Minimum Alternative Tax (MAT) paid in accordance with the tax laws in India, which gives rise to future economic benefits in the form of
adjustment of future income tax liability, is considered as an asset if there is convincing evidence that the Company will pay normal income tax
after the tax holiday period. Accordingly, MAT is recognised as an asset in the balance sheet when the asset can be measured reliably and it is
probable that the future economic benefit associated with it will

Deferred tax expense or benefit is recognised on timing differences being the difference between taxable income and accounting income that
originate in one period and is likely to reverse in one or more subsequent periods. Deferred tax assets and liabilities are measured using the tax
rates and tax laws that have been enacted or substantively enacted by the balance sheet date.

Advance taxes and provisions for current income taxes are presented in the balance sheet after off-setting advance tax paid and income tax
provision arising in the same tax jurisdiction for relevant tax paying units and where the Company is able to and intends to settle the asset and
liability on a net basis.

The Company offsets deferred tax assets and deferred tax liabilities if it has a legally enforceable right and these relate to taxes on income
levied by the same governing taxation laws.

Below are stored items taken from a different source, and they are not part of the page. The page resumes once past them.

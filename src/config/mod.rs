pub mod runtime;
pub use runtime::{new_runtime_config, RuntimeConfig, SharedRuntimeConfig};

use anyhow::{bail, Context, Result};
use serde::Deserialize;
use std::path::{Path, PathBuf};

// Re-export thresholds, they live with the resolver
pub use crate::status::StatusThresholds;

/// Upper bound for configured periods (100 years), keeps durations and
/// timestamp arithmetic in range
pub const MAX_PERIOD_HOURS: i64 = 24 * 365 * 100;

/// Complete economy configuration
#[derive(Debug, Clone, Default, Deserialize)]
pub struct EconomyConfig {
    #[serde(default)]
    pub tax: TaxConfig,
    #[serde(default)]
    pub status: StatusThresholds,
    #[serde(default)]
    pub income: IncomeConfig,
    #[serde(default)]
    pub ownership: OwnershipConfig,
    #[serde(default)]
    pub persistence: PersistenceConfig,
    #[serde(default)]
    pub scheduler: SchedulerConfig,
}

impl EconomyConfig {
    pub fn validate(&self) -> Result<()> {
        self.status.validate()?;

        if !(1..=MAX_PERIOD_HOURS).contains(&self.tax.billing_period_hours) {
            bail!(
                "tax.billing_period_hours must be between 1 and {}",
                MAX_PERIOD_HOURS
            );
        }
        if !(0..=MAX_PERIOD_HOURS).contains(&self.tax.due_window_hours) {
            bail!(
                "tax.due_window_hours must be between 0 and {}",
                MAX_PERIOD_HOURS
            );
        }
        if self.tax.base_percent_per_level < 0.0 {
            bail!("tax.base_percent_per_level must not be negative");
        }
        if !(1..=MAX_PERIOD_HOURS * 60).contains(&self.income.interval_minutes) {
            bail!(
                "income.interval_minutes must be between 1 and {}",
                MAX_PERIOD_HOURS * 60
            );
        }
        for level in &self.income.levels {
            if level.min_income > level.max_income {
                bail!(
                    "income level {}: min_income {} exceeds max_income {}",
                    level.level,
                    level.min_income,
                    level.max_income
                );
            }
        }
        if self.scheduler.tax_tick_seconds == 0 || self.scheduler.income_tick_seconds == 0 {
            bail!("scheduler tick periods must be positive");
        }
        if self.persistence.flush_interval_seconds == 0 {
            bail!("persistence.flush_interval_seconds must be positive");
        }
        Ok(())
    }
}

/// Invoice issuance
#[derive(Debug, Clone, Deserialize)]
pub struct TaxConfig {
    #[serde(default = "default_billing_period_hours")]
    pub billing_period_hours: i64,
    /// Informational due date offset written on each invoice
    #[serde(default = "default_due_window_hours")]
    pub due_window_hours: i64,
    /// Invoice amount = price × base_percent_per_level% × level
    #[serde(default = "default_base_percent_per_level")]
    pub base_percent_per_level: f64,
}

fn default_billing_period_hours() -> i64 {
    24
}

fn default_due_window_hours() -> i64 {
    24
}

fn default_base_percent_per_level() -> f64 {
    2.5
}

impl TaxConfig {
    pub fn billing_period(&self) -> chrono::Duration {
        chrono::Duration::hours(self.billing_period_hours)
    }

    pub fn due_window(&self) -> chrono::Duration {
        chrono::Duration::hours(self.due_window_hours)
    }
}

impl Default for TaxConfig {
    fn default() -> Self {
        Self {
            billing_period_hours: default_billing_period_hours(),
            due_window_hours: default_due_window_hours(),
            base_percent_per_level: default_base_percent_per_level(),
        }
    }
}

/// Per-level economics, read-only
#[derive(Debug, Clone, PartialEq, Deserialize)]
pub struct LevelConfig {
    pub level: u8,
    pub min_income: f64,
    pub max_income: f64,
    /// Cost to upgrade *to* this level
    #[serde(default)]
    pub upgrade_cost: f64,
    pub income_capacity: f64,
}

/// Income accrual
#[derive(Debug, Clone, Deserialize)]
pub struct IncomeConfig {
    /// Base time between two accruals of the same apartment
    #[serde(default = "default_interval_minutes")]
    pub interval_minutes: i64,
    #[serde(default = "default_levels")]
    pub levels: Vec<LevelConfig>,
}

fn default_interval_minutes() -> i64 {
    60
}

fn default_levels() -> Vec<LevelConfig> {
    let level = |level, min_income, max_income, upgrade_cost, income_capacity| LevelConfig {
        level,
        min_income,
        max_income,
        upgrade_cost,
        income_capacity,
    };
    vec![
        level(1, 10.0, 20.0, 0.0, 50.0),
        level(2, 20.0, 35.0, 5_000.0, 100.0),
        level(3, 35.0, 55.0, 12_000.0, 180.0),
        level(4, 55.0, 80.0, 25_000.0, 300.0),
        level(5, 80.0, 120.0, 50_000.0, 500.0),
    ]
}

impl IncomeConfig {
    pub fn interval(&self) -> chrono::Duration {
        chrono::Duration::minutes(self.interval_minutes)
    }

    pub fn level(&self, level: u8) -> Option<&LevelConfig> {
        self.levels.iter().find(|l| l.level == level)
    }
}

impl Default for IncomeConfig {
    fn default() -> Self {
        Self {
            interval_minutes: default_interval_minutes(),
            levels: default_levels(),
        }
    }
}

/// Purchase limits
#[derive(Debug, Clone, Deserialize)]
pub struct OwnershipConfig {
    /// Before extra slots from buffs
    #[serde(default = "default_max_apartments_per_owner")]
    pub max_apartments_per_owner: usize,
}

fn default_max_apartments_per_owner() -> usize {
    1
}

impl Default for OwnershipConfig {
    fn default() -> Self {
        Self {
            max_apartments_per_owner: default_max_apartments_per_owner(),
        }
    }
}

/// Persisted document location and flush cadence
#[derive(Debug, Clone, Deserialize)]
pub struct PersistenceConfig {
    #[serde(default = "default_path")]
    pub path: PathBuf,
    #[serde(default = "default_flush_interval_seconds")]
    pub flush_interval_seconds: u64,
}

fn default_path() -> PathBuf {
    PathBuf::from("apartments.json")
}

fn default_flush_interval_seconds() -> u64 {
    300
}

impl Default for PersistenceConfig {
    fn default() -> Self {
        Self {
            path: default_path(),
            flush_interval_seconds: default_flush_interval_seconds(),
        }
    }
}

/// How often the loops wake up. The tax tick is gated per billing period,
/// so it can safely run more often than once a day.
#[derive(Debug, Clone, Deserialize)]
pub struct SchedulerConfig {
    #[serde(default = "default_tax_tick_seconds")]
    pub tax_tick_seconds: u64,
    #[serde(default = "default_income_tick_seconds")]
    pub income_tick_seconds: u64,
}

fn default_tax_tick_seconds() -> u64 {
    3600
}

fn default_income_tick_seconds() -> u64 {
    60
}

impl Default for SchedulerConfig {
    fn default() -> Self {
        Self {
            tax_tick_seconds: default_tax_tick_seconds(),
            income_tick_seconds: default_income_tick_seconds(),
        }
    }
}

/// Load configuration from TOML file
pub fn load_config(path: &Path) -> Result<EconomyConfig> {
    let contents = std::fs::read_to_string(path)
        .with_context(|| format!("Failed to read config file {}", path.display()))?;
    let config: EconomyConfig = toml::from_str(&contents)
        .with_context(|| format!("Failed to parse config file {}", path.display()))?;
    config.validate()?;
    Ok(config)
}

#[cfg(test)]
mod tests {
    use super::*;

    #[test]
    fn test_default_config() {
        let config = EconomyConfig::default();
        assert_eq!(config.tax.billing_period_hours, 24);
        assert_eq!(config.tax.base_percent_per_level, 2.5);
        assert_eq!(config.status, StatusThresholds::new(0, 3, 5).unwrap());
        assert_eq!(config.income.levels.len(), 5);
        assert_eq!(config.income.level(1).unwrap().income_capacity, 50.0);
        assert_eq!(config.ownership.max_apartments_per_owner, 1);
        assert!(config.validate().is_ok());
    }

    #[test]
    fn test_config_deserialization() {
        let toml = r#"
            [tax]
            billing_period_hours = 12
            due_window_hours = 48
            base_percent_per_level = 1.5

            [status]
            overdue_days = 1
            inactive_days = 4
            repossess_days = 7

            [income]
            interval_minutes = 30

            [[income.levels]]
            level = 1
            min_income = 5.0
            max_income = 8.0
            income_capacity = 40.0

            [ownership]
            max_apartments_per_owner = 3

            [persistence]
            path = "/tmp/apartments.json"
            flush_interval_seconds = 60

            [scheduler]
            tax_tick_seconds = 600
            income_tick_seconds = 30
        "#;

        let config: EconomyConfig = toml::from_str(toml).unwrap();
        assert_eq!(config.tax.billing_period_hours, 12);
        assert_eq!(config.tax.due_window(), chrono::Duration::hours(48));
        assert_eq!(config.status.repossess_days, 7);
        assert_eq!(config.income.interval(), chrono::Duration::minutes(30));
        assert_eq!(config.income.levels.len(), 1);
        assert_eq!(config.income.level(1).unwrap().upgrade_cost, 0.0);
        assert!(config.income.level(2).is_none());
        assert_eq!(config.ownership.max_apartments_per_owner, 3);
        assert_eq!(config.persistence.path, PathBuf::from("/tmp/apartments.json"));
        assert_eq!(config.scheduler.income_tick_seconds, 30);
        assert!(config.validate().is_ok());
    }

    #[test]
    fn test_partial_config() {
        let toml = r#"
            [status]
            repossess_days = 10
        "#;

        let config: EconomyConfig = toml::from_str(toml).unwrap();
        assert_eq!(config.status.overdue_days, 0); // Default
        assert_eq!(config.status.inactive_days, 3); // Default
        assert_eq!(config.status.repossess_days, 10);
        assert_eq!(config.tax.billing_period_hours, 24); // Default
    }

    #[test]
    fn test_invalid_thresholds_rejected() {
        let toml = r#"
            [status]
            overdue_days = 4
            inactive_days = 3
            repossess_days = 5
        "#;

        let config: EconomyConfig = toml::from_str(toml).unwrap();
        assert!(config.validate().is_err());
    }

    #[test]
    fn test_inverted_income_range_rejected() {
        let mut config = EconomyConfig::default();
        config.income.levels[0].min_income = 30.0;
        assert!(config.validate().is_err());
    }

    #[test]
    fn test_oversized_periods_rejected() {
        let mut config = EconomyConfig::default();
        config.tax.billing_period_hours = i64::MAX;
        assert!(config.validate().is_err());

        let mut config = EconomyConfig::default();
        config.tax.due_window_hours = MAX_PERIOD_HOURS + 1;
        assert!(config.validate().is_err());

        let mut config = EconomyConfig::default();
        config.income.interval_minutes = i64::MAX / 2;
        assert!(config.validate().is_err());

        let mut config = EconomyConfig::default();
        config.tax.billing_period_hours = MAX_PERIOD_HOURS;
        config.income.interval_minutes = MAX_PERIOD_HOURS * 60;
        assert!(config.validate().is_ok());
        assert_eq!(
            config.tax.billing_period(),
            chrono::Duration::hours(MAX_PERIOD_HOURS)
        );
    }

    #[test]
    fn test_load_config_from_file() {
        let dir = tempfile::TempDir::new().unwrap();
        let path = dir.path().join("apartments.toml");
        std::fs::write(&path, "[ownership]\nmax_apartments_per_owner = 2\n").unwrap();

        let config = load_config(&path).unwrap();
        assert_eq!(config.ownership.max_apartments_per_owner, 2);

        assert!(load_config(&dir.path().join("missing.toml")).is_err());
    }
}
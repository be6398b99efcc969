//! JSON persistence of the apartment registry.
//!
//! The document is `{"apartments": {"<id>": {<record>}}}`. Loading is
//! lenient: a record that does not parse is logged and skipped so one bad
//! entry never takes the others down with it. Saving writes a temp file,
//! fsyncs it and renames it over the target.

use crate::apartment::Apartment;
use crate::registry::ApartmentRegistry;
use anyhow::{Context, Result};
use serde::{Deserialize, Serialize};
use serde_json::Value;
use std::collections::BTreeMap;
use std::fs::{self, File};
use std::io::Write;
use std::path::{Path, PathBuf};
use tracing::{debug, info, warn};


#[derive(Deserialize)]
struct RawDocument {
    #[serde(default)]
    apartments: BTreeMap<String, Value>,
}

#[derive(Serialize)]
struct Document<'a> {
    apartments: BTreeMap<&'a str, &'a Apartment>,
}

pub struct ApartmentStore {
    path: PathBuf,
}

impl ApartmentStore {
    pub fn new(path: impl Into<PathBuf>) -> Self {
        Self { path: path.into() }
    }

    pub fn path(&self) -> &Path {
        &self.path
    }

    /// Read every valid record. A missing file is an empty registry.
    pub fn load(&self) -> Result<Vec<Apartment>> {
        if !self.path.exists() {
            info!(path = %self.path.display(), "No apartment data found, starting empty");
            return Ok(Vec::new());
        }

        let contents = fs::read_to_string(&self.path)
            .with_context(|| format!("Failed to read {}", self.path.display()))?;
        let apartments = parse(&contents)
            .with_context(|| format!("Failed to parse {}", self.path.display()))?;

        info!(
            path = %self.path.display(),
            count = apartments.len(),
            "Loaded apartments"
        );
        Ok(apartments)
    }

    /// Write all records atomically
    pub fn save(&self, apartments: &[Apartment]) -> Result<()> {
        let document = Document {
            apartments: apartments.iter().map(|a| (a.id.as_str(), a)).collect(),
        };
        let json = serde_json::to_string_pretty(&document)
            .context("Failed to serialize apartments to JSON")?;

        let tmp_path = self.path.with_extension("tmp");
        {
            let mut tmp_file = File::create(&tmp_path)
                .with_context(|| format!("Failed to create {}", tmp_path.display()))?;
            tmp_file
                .write_all(json.as_bytes())
                .context("Failed to write apartment data")?;
            tmp_file
                .sync_all()
                .context("Failed to sync apartment data to disk")?;
        }

        fs::rename(&tmp_path, &self.path)
            .with_context(|| format!("Failed to rename {} into place", tmp_path.display()))?;

        debug!(path = %self.path.display(), count = apartments.len(), "Saved apartments");
        Ok(())
    }

    /// Save the registry if anything changed since the last flush.
    ///
    /// Returns whether a write happened. On failure the registry stays dirty
    /// so the next flush retries.
    pub fn flush(&self, registry: &ApartmentRegistry) -> Result<bool> {
        if !registry.take_dirty() {
            return Ok(false);
        }

        if let Err(e) = self.save(&registry.all()) {
            registry.mark_dirty();
            return Err(e);
        }
        Ok(true)
    }
}

/// Parse a document, skipping records that fail to deserialize
pub fn parse(contents: &str) -> Result<Vec<Apartment>> {
    let document: RawDocument = serde_json::from_str(contents)?;
    let mut apartments = Vec::with_capacity(document.apartments.len());

    for (id, raw) in document.apartments {
        let mut apartment: Apartment = match serde_json::from_value(raw) {
            Ok(apartment) => apartment,
            Err(e) => {
                warn!(apartment_id = %id, error = %e, "Skipping malformed apartment record");
                continue;
            }
        };
        apartment.id = id;

        if apartment.normalize() {
            warn!(
                apartment_id = %apartment.id,
                "Unowned apartment carried invoices or income, cleared"
            );
        }
        apartments.push(apartment);
    }

    Ok(apartments)
}
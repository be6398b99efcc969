// Apartment records and their billing invoices

mod invoice;

pub use invoice::{Invoice, InvoiceLedger};

use chrono::serde::ts_milliseconds_option;
use chrono::{DateTime, Utc};
use serde::{Deserialize, Deserializer, Serialize};
use uuid::Uuid;

#[cfg(test)]
mod tests;

/// Highest level an apartment can be upgraded to
pub const MAX_LEVEL: u8 = 5;

/// Apartment is one ownable economic unit tracked by the registry.
///
/// Serialized with the kebab-case keys of the persisted document. The id is
/// the document key, so it is not part of the record body.
#[derive(Clone, Debug, PartialEq, Serialize, Deserialize)]
#[serde(rename_all = "kebab-case")]
pub struct Apartment {
    #[serde(skip)]
    pub id: String,

    /// Spatial region backing this apartment (opaque to the economy)
    #[serde(default)]
    pub region: String,

    #[serde(default)]
    pub world: String,

    /// Current owner, absent when the apartment is on the market
    #[serde(default, skip_serializing_if = "Option::is_none")]
    pub owner: Option<Uuid>,

    pub price: f64,

    /// 1..=MAX_LEVEL
    #[serde(deserialize_with = "deserialize_level")]
    pub level: u8,

    /// Unclaimed accrued income
    #[serde(default)]
    pub pending_income: f64,

    #[serde(
        default,
        with = "ts_milliseconds_option",
        skip_serializing_if = "Option::is_none"
    )]
    pub last_tax_payment: Option<DateTime<Utc>>,

    #[serde(default)]
    pub auto_tax_payment: bool,

    /// Billing gate: a new invoice is issued once a full billing period has passed
    #[serde(
        default,
        with = "ts_milliseconds_option",
        skip_serializing_if = "Option::is_none"
    )]
    pub last_invoice_at: Option<DateTime<Utc>>,

    /// Last time income accrued (per-owner interval reduction is measured from here)
    #[serde(
        default,
        with = "ts_milliseconds_option",
        skip_serializing_if = "Option::is_none"
    )]
    pub last_income_at: Option<DateTime<Utc>>,

    #[serde(default, skip_serializing_if = "Option::is_none")]
    pub display_name: Option<String>,

    #[serde(default, skip_serializing_if = "Option::is_none")]
    pub welcome_message: Option<String>,

    #[serde(default, rename = "tax-invoices")]
    pub invoices: InvoiceLedger,
}

impl Apartment {
    /// Create an unowned apartment at the given level (clamped to 1..=MAX_LEVEL)
    pub fn new(id: &str, region: &str, world: &str, price: f64, level: u8) -> Self {
        Self {
            id: id.to_string(),
            region: region.to_string(),
            world: world.to_string(),
            owner: None,
            price,
            level: level.clamp(1, MAX_LEVEL),
            pending_income: 0.0,
            last_tax_payment: None,
            auto_tax_payment: false,
            last_invoice_at: None,
            last_income_at: None,
            display_name: None,
            welcome_message: None,
            invoices: InvoiceLedger::new(),
        }
    }

    pub fn is_owned(&self) -> bool {
        self.owner.is_some()
    }

    pub fn is_owned_by(&self, who: &Uuid) -> bool {
        self.owner.as_ref() == Some(who)
    }

    /// Sum of unpaid invoice amounts, always derived from the invoice list
    pub fn total_unpaid(&self) -> f64 {
        self.invoices.total_unpaid()
    }

    /// Hand the apartment to a new owner, starting a fresh billing cycle at `now`.
    pub fn assign_owner(&mut self, owner: Uuid, now: DateTime<Utc>) {
        self.reset();
        self.owner = Some(owner);
        self.last_tax_payment = Some(now);
        self.last_invoice_at = Some(now);
        self.last_income_at = Some(now);
    }

    /// Return the apartment to the unowned pool.
    ///
    /// Returns the former owner, if any.
    pub fn reset(&mut self) -> Option<Uuid> {
        let former = self.owner.take();
        self.invoices.clear();
        self.pending_income = 0.0;
        self.auto_tax_payment = false;
        self.last_tax_payment = None;
        self.last_invoice_at = None;
        self.last_income_at = None;
        self.display_name = None;
        self.welcome_message = None;
        former
    }

    /// Enforce `owner == None => no invoices and no pending income`.
    ///
    /// Returns true if anything had to be cleared.
    pub fn normalize(&mut self) -> bool {
        if self.owner.is_some() {
            return false;
        }
        let dirty = !self.invoices.is_empty() || self.pending_income != 0.0;
        if dirty {
            self.invoices.clear();
            self.pending_income = 0.0;
        }
        dirty
    }
}

fn deserialize_level<'de, D>(deserializer: D) -> Result<u8, D::Error>
where
    D: Deserializer<'de>,
{
    let level = u8::deserialize(deserializer)?;
    if (1..=MAX_LEVEL).contains(&level) {
        Ok(level)
    } else {
        Err(serde::de::Error::custom(format!(
            "level {} out of range 1..={}",
            level, MAX_LEVEL
        )))
    }
}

The Company has opted for taxation under Section 115BAA of the Income-tax Act, 1961. Accordingly, the Company recognizes its current tax
and deferred tax liabilities based on the reduced corporate tax rate specified under Section 115BAA, while adhering to the provisions and
conditions prescribed therein.

2.19 Earnings per Share

Basic and Diluted Earning per Share are computed in accordance with AS 20-Earning Per Share. Basic earnings per Equity Share is computed by
dividing net profit after tax by the weighted average number of Equity Shares outstanding during the year. The Diluted Earning per Share i
computed using the weighted average number of Equity Shares and Diluted Potential Equity Shares outstanding during the year.

2.20 The Balances of Sundry Debtors

Trade receivables represent amounts due from customers for services rendered in the ordinary course of business. They are recognized at the
transaction price agreed upon in the service contract, which represents their fair value at initial recognition. Receivables are written off when
there is no reasonable expectation of recovery, such as when a customer is declared insolvent or efforts to recover are exhausted.

2.21 The Balances of Sundry Creditors

Trade payables represent obligations to pay for goods or services acquired in the ordinary course of business. They are initially recognized at
transaction price. Trade payables are settled in accordance with agreed credit terms. Any variations in settlement, such as early payment
discounts or late payment charges, are recognized in the period they arise. Trade payables are classified basis the Schedule III Division I ofThe
Companies Act, 2013

The amount due to Micro, small and medium enterprise in the "Micro, small and medium Enterprise Development Act,2006"(MSMED)has been
determined to the extent such parties have been identified on the basis of information available with the company.